### WHAT TO DO
Report the number of lines in the data where the word "false" appears, and add no other text.

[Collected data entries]
#[cfg(test)]
mod tests {
    use super::*;
    use crate::enums::StreamState;
    use crate::lifecycle::tests::{clock_at, create_params, new_stream};
    use crate::vesting::tests::T0;

    struct TestAccount {
        key: Pubkey,
        owner: Pubkey,
        lamports: u64,
        data: Vec<u8>,
        is_signer: bool,
    }

    impl TestAccount {
        fn info(&mut self) -> AccountInfo<'_> {
            AccountInfo::new(
                &self.key,
                self.is_signer,
                true,
                &mut self.lamports,
                &mut self.data,
                &self.owner,
                false,
                0,
            )
        }
    }

    /// A stream record stored at its derived address
    fn stored_stream() -> (TestAccount, Stream, Pubkey, Pubkey) {
        let program_id = crate::ID;
        let (mut stream, treasurer, beneficiary) = new_stream();
        let derived = find_stream_address(&treasurer, stream.nonce, &program_id).unwrap();
        stream.bump = derived.bump;
        let account = TestAccount {
            key: derived.address,
            owner: program_id,
            lamports: 1,
            data: stream.to_bytes(),
            is_signer: false,
        };
        (account, stream, treasurer, beneficiary)
    }

    fn signer(key: Pubkey) -> TestAccount {
        TestAccount { key, owner: Pubkey::default(), lamports: 0, data: vec![], is_signer: true }
    }

    #[test]
    fn pause_and_resume_through_the_processor() {
        let program_id = crate::ID;
        let (mut stream_account, _, treasurer, _) = stored_stream();
        let mut initiator = signer(treasurer);

        let accounts = vec![initiator.info(), stream_account.info()];
        Processor::process_instruction(&program_id, &accounts, MspInstruction::PauseStream, &clock_at(T0 + 1800))
            .unwrap();
        let paused = Stream::decode(&accounts[1].try_borrow_data().unwrap()).unwrap();
        assert_eq!(paused.state, StreamState::Paused);
        assert_eq!(paused.vested_snapshot_units, 50);

        let err = Processor::process_instruction(
            &program_id,
            &accounts,
            MspInstruction::PauseStream,
            &clock_at(T0 + 1900),
        )
        .unwrap_err();
        assert_eq!(err, ErrorCode::AlreadyPaused.into());

        Processor::process_instruction(&program_id, &accounts, MspInstruction::ResumeStream, &clock_at(T0 + 5400))
            .unwrap();
        let resumed = Stream::decode(&accounts[1].try_borrow_data().unwrap()).unwrap();
        assert_eq!(resumed.state, StreamState::Active);
        assert_eq!(resumed.vesting(T0 + 7200).vested, 100);
    }

    #[test]
    fn negotiation_through_the_processor() {
        let program_id = crate::ID;
        let (mut stream_account, stream, treasurer, beneficiary) = stored_stream();
        let mut treasurer_account = signer(treasurer);
        let mut beneficiary_account = signer(beneficiary);
        let stream_info = stream_account.info();
        let treasurer_info = treasurer_account.info();
        let beneficiary_info = beneficiary_account.info();

        let terms = StreamTerms { rate_amount: 500, ..stream.terms };
        Processor::process_instruction(
            &program_id,
            &[treasurer_info.clone(), stream_info.clone()],
            MspInstruction::ProposeUpdate { terms },
            &clock_at(T0),
        )
        .unwrap();

        let err = Processor::process_instruction(
            &program_id,
            &[treasurer_info, stream_info.clone()],
            MspInstruction::AnswerUpdate { approve: true },
            &clock_at(T0 + 10),
        )
        .unwrap_err();
        assert_eq!(err, ErrorCode::Unauthorized.into());

        Processor::process_instruction(
            &program_id,
            &[beneficiary_info, stream_info.clone()],
            MspInstruction::AnswerUpdate { approve: true },
            &clock_at(T0 + 10),
        )
        .unwrap();
        let updated = Stream::decode(&stream_info.try_borrow_data().unwrap()).unwrap();
        assert_eq!(updated.terms, terms);
        assert!(!updated.pending_update.is_pending());
    }

    #[test]
    fn account_checks_come_first() {
        let program_id = crate::ID;
        let (mut stream_account, _, treasurer, _) = stored_stream();

        // unsigned initiator
        let mut initiator = signer(treasurer);
        initiator.is_signer = false;
        let err = Processor::process_instruction(
            &program_id,
            &[initiator.info(), stream_account.info()],
            MspInstruction::PauseStream,
            &clock_at(T0),
        )
        .unwrap_err();
        assert_eq!(err, ErrorCode::MissingSignature.into());

        // missing accounts
        let mut initiator = signer(treasurer);
        let err = Processor::process_instruction(
            &program_id,
            &[initiator.info()],
            MspInstruction::PauseStream,
            &clock_at(T0),
        )
        .unwrap_err();
        assert_eq!(err, ErrorCode::NotEnoughAccountKeys.into());

        // record owned by someone else
        stream_account.owner = Pubkey::new_unique();
        let err = Processor::process_instruction(
            &program_id,
            &[initiator.info(), stream_account.info()],
            MspInstruction::PauseStream,
            &clock_at(T0),
        )
        .unwrap_err();
        assert_eq!(err, ErrorCode::InvalidOwner.into());

        // record at an address it does not derive to
        stream_account.owner = program_id;
        stream_account.key = Pubkey::new_unique();
        let err = Processor::process_instruction(
            &program_id,
            &[initiator.info(), stream_account.info()],
            MspInstruction::PauseStream,
            &clock_at(T0),
        )
        .unwrap_err();
        assert_eq!(err, ErrorCode::InvalidStream.into());

        // truncated record
        let (mut stream_account, _, _, _) = stored_stream();
        stream_account.data.truncate(100);
        let err = Processor::process_instruction(
            &program_id,
            &[initiator.info(), stream_account.info()],
            MspInstruction::PauseStream,
            &clock_at(T0),
        )
        .unwrap_err();
        assert_eq!(err, ErrorCode::MalformedRecord.into());
    }

    /// Accounts of a withdraw against `stream`, with the treasury and the
    /// fee treasury token account supplied by the caller
    fn withdraw_accounts(stream: &Stream, treasury: Pubkey, fee_treasury_token: Pubkey) -> Vec<TestAccount> {
        let account = |key: Pubkey| TestAccount {
            key,
            owner: crate::ID,
            lamports: 1,
            data: vec![0; Treasury::LEN],
            is_signer: false,
        };
        vec![
            signer(stream.beneficiary_address),
            account(stream.beneficiary_associated_token),
            account(Pubkey::default()),
            account(treasury),
            account(Pubkey::new_unique()),
            account(Pubkey::new_unique()),
            account(stream.terms.associated_token),
            account(anchor_spl::token::ID),
            account(fee_treasury_token),
        ]
    }

    #[test]
    fn withdraw_rejects_a_foreign_treasury_before_moving_tokens() {
        let program_id = crate::ID;
        let (mut stream_account, stream, _, _) = stored_stream();
        let fee_treasury_token = fee_treasury_token_address(&stream.terms.associated_token);
        let mut others = withdraw_accounts(&stream, Pubkey::new_unique(), fee_treasury_token);

        let mut accounts: Vec<AccountInfo> = others.iter_mut().map(|a| a.info()).collect();
        accounts[2] = stream_account.info();
        let err = Processor::process_instruction(
            &program_id,
            &accounts,
            MspInstruction::Withdraw { amount: 10 },
            &clock_at(T0 + 1800),
        )
        .unwrap_err();
        assert_eq!(err, ErrorCode::InvalidTreasury.into());
        assert_eq!(Stream::decode(&accounts[2].try_borrow_data().unwrap()).unwrap(), stream);
    }

    #[test]
    fn withdraw_rejects_a_foreign_fee_account() {
        let program_id = crate::ID;
        let (mut stream_account, stream, _, _) = stored_stream();
        let mut others = withdraw_accounts(&stream, stream.treasury_address, Pubkey::new_unique());

        let mut accounts: Vec<AccountInfo> = others.iter_mut().map(|a| a.info()).collect();
        accounts[2] = stream_account.info();
        let err = Processor::process_instruction(
            &program_id,
            &accounts,
            MspInstruction::Withdraw { amount: 10 },
            &clock_at(T0 + 1800),
        )
        .unwrap_err();
        assert_eq!(err, ErrorCode::InvalidFeeTreasuryAccount.into());

        // one account short of the fee treasury token account
        let err = Processor::process_instruction(
            &program_id,
            &accounts[..8],
            MspInstruction::Withdraw { amount: 10 },
            &clock_at(T0 + 1800),
        )
        .unwrap_err();
        assert_eq!(err, ErrorCode::NotEnoughAccountKeys.into());
    }

    fn run_create(keys: &[Pubkey], treasurer: Pubkey, params: CreateStreamParams) -> Result<()> {
        let mut accounts: Vec<TestAccount> = keys
            .iter()
            .map(|key| TestAccount {
                key: *key,
                owner: anchor_lang::system_program::ID,
                lamports: 0,
                data: vec![],
                is_signer: *key == treasurer,
            })
            .collect();
        let infos: Vec<AccountInfo> = accounts.iter_mut().map(|a| a.info()).collect();
        Processor::process_instruction(&crate::ID, &infos, MspInstruction::CreateStream(params), &clock_at(T0))
    }

    #[test]
    fn create_insists_on_canonical_bumps() {
        let program_id = crate::ID;
        let treasurer = Pubkey::new_unique();
        let mut params = create_params(Pubkey::new_unique());
        let addresses = StreamAddresses::derive(&treasurer, params.nonce, &params.associated_token, &program_id).unwrap();
        params.stream_bump = addresses.stream.bump;
        params.treasury_bump = addresses.treasury.bump;
        params.authority_bump = addresses.treasury_authority.bump;

        let keys = [
            treasurer,
            Pubkey::new_unique(),
            params.beneficiary,
            params.associated_token,
            addresses.stream.address,
            addresses.treasury.address,
            addresses.treasury_authority.address,
            addresses.treasury_token,
            anchor_spl::token::ID,
            anchor_lang::system_program::ID,
            fee_treasury::ID,
        ];

        // right accounts, non-canonical bump in the payload
        let mut tampered = params;
        tampered.authority_bump = params.authority_bump.wrapping_sub(1);
        assert_eq!(run_create(&keys, treasurer, tampered).unwrap_err(), ErrorCode::InvalidSeeds.into());

        // an address derived from a lower bump is a different account
        let (bump, address) = (0..addresses.stream.bump)
            .rev()
            .find_map(|bump| {
                create_stream_address(&treasurer, params.nonce, bump, &program_id)
                    .ok()
                    .map(|address| (bump, address))
            })
            .unwrap();
        let mut shadow_keys = keys;
        shadow_keys[4] = address;
        let mut shadow = params;
        shadow.stream_bump = bump;
        assert_eq!(run_create(&shadow_keys, treasurer, shadow).unwrap_err(), ErrorCode::InvalidStream.into());

        let mut wrong_fee_keys = keys;
        wrong_fee_keys[10] = Pubkey::new_unique();
        assert_eq!(
            run_create(&wrong_fee_keys, treasurer, params).unwrap_err(),
            ErrorCode::InvalidFeeTreasuryAccount.into()
        );
    }
}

### OUTPUT FOR THIS EXERCISE
4